The flowers bloom in the summer for about three months and are very attractive to hummingbirds such as the ruby-throated hummingbird, while many types of birds like to nest in the dense foliage. Halictid bees, flies, and ants also feed on the nectar of the plant's extra-floral nectaries. Nectar robbing behavior has been observed to be performed by orchard orioles (Icterus spurius), which puncture and enlarge holes in the flower base to access nectaries. Certain sphinx moths with elongate proboscises are able to successfully feed on trumpet vines while hovering in front of the flower.

The flowers are followed by large seed pods. As these mature, they dry and split. Hundreds of thin, brown, paper-like seeds are released. These are easily grown when stratified. Larvae of Clydonopteron sacculana (the trumpet vine moth) feed on the seed pods.
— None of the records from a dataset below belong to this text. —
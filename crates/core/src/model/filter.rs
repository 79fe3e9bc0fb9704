use serde::{Deserialize, Serialize};

use crate::model::ids::ExamId;
use crate::model::question::Question;

/// Criteria that select a session's working set.
///
/// Stored inside every snapshot so a resumed session re-checks the exact
/// criteria it was started with.
#[derive(Debug, Clone, Default, PartialEq, Eq, Serialize, Deserialize)]
pub struct QuestionFilter {
    pub exam: Option<ExamId>,
    pub subject: Option<String>,
    pub module: Option<String>,
    pub year: Option<i32>,
}

impl QuestionFilter {
    #[must_use]
    pub fn new() -> Self {
        Self::default()
    }

    #[must_use]
    pub fn with_exam(mut self, exam: ExamId) -> Self {
        self.exam = Some(exam);
        self
    }

    #[must_use]
    pub fn with_subject(mut self, subject: impl Into<String>) -> Self {
        self.subject = Some(subject.into());
        self
    }

    #[must_use]
    pub fn with_module(mut self, module: impl Into<String>) -> Self {
        self.module = Some(module.into());
        self
    }

    #[must_use]
    pub fn with_year(mut self, year: i32) -> Self {
        self.year = Some(year);
        self
    }

    /// True when no criterion is set (the whole pool matches).
    #[must_use]
    pub fn is_empty(&self) -> bool {
        self.exam.is_none() && self.subject.is_none() && self.module.is_none() && self.year.is_none()
    }

    /// True when the question satisfies every set criterion.
    #[must_use]
    pub fn matches(&self, question: &Question) -> bool {
        if let Some(exam) = &self.exam {
            if question.exam() != Some(exam) {
                return false;
            }
        }
        if let Some(subject) = &self.subject {
            if question.subject() != Some(subject.as_str()) {
                return false;
            }
        }
        if let Some(module) = &self.module {
            if question.module() != Some(module.as_str()) {
                return false;
            }
        }
        if let Some(year) = self.year {
            if question.year() != Some(year) {
                return false;
            }
        }
        true
    }
}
C. radicans occasionally acts as a food source for large mammals. However, the plant is slightly toxic if ingested, and contact with flowers and leaves can result in swelling and skin redness.

C. radicans is sometimes considered a weedy species. Thinning the vines during the growing season and cutting them back during winter can help to limit their aggressive spread.

==Cultivation==
The trumpet vine grows vigorously. In warm weather, it puts out aerial rootlets that grab onto every available surface, and eventually expand into heavy woody stems several centimeters in diameter. It grows well on arbors, fences, telephone poles, and trees, although it may dismember them in the process. Ruthless pruning is recommended. Outside of its native range this species has the potential to be invasive, even as far north as New England. The trumpet vine thrives in many places in southern Canada as well.

Away from summer heat, C. radicans is less profuse of flower. A larger-flowered hybrid 'Mme Galen' was introduced about 1889 by the Tagliabue nurserymen of Lainate near Milan.

The form C. radicans f. flava has gained the Royal Horticultural Society's Award of Garden Merit.

A deeper red form "Flamenco" is available.

== Toxicity ==
The plant can cause contact dermatitis.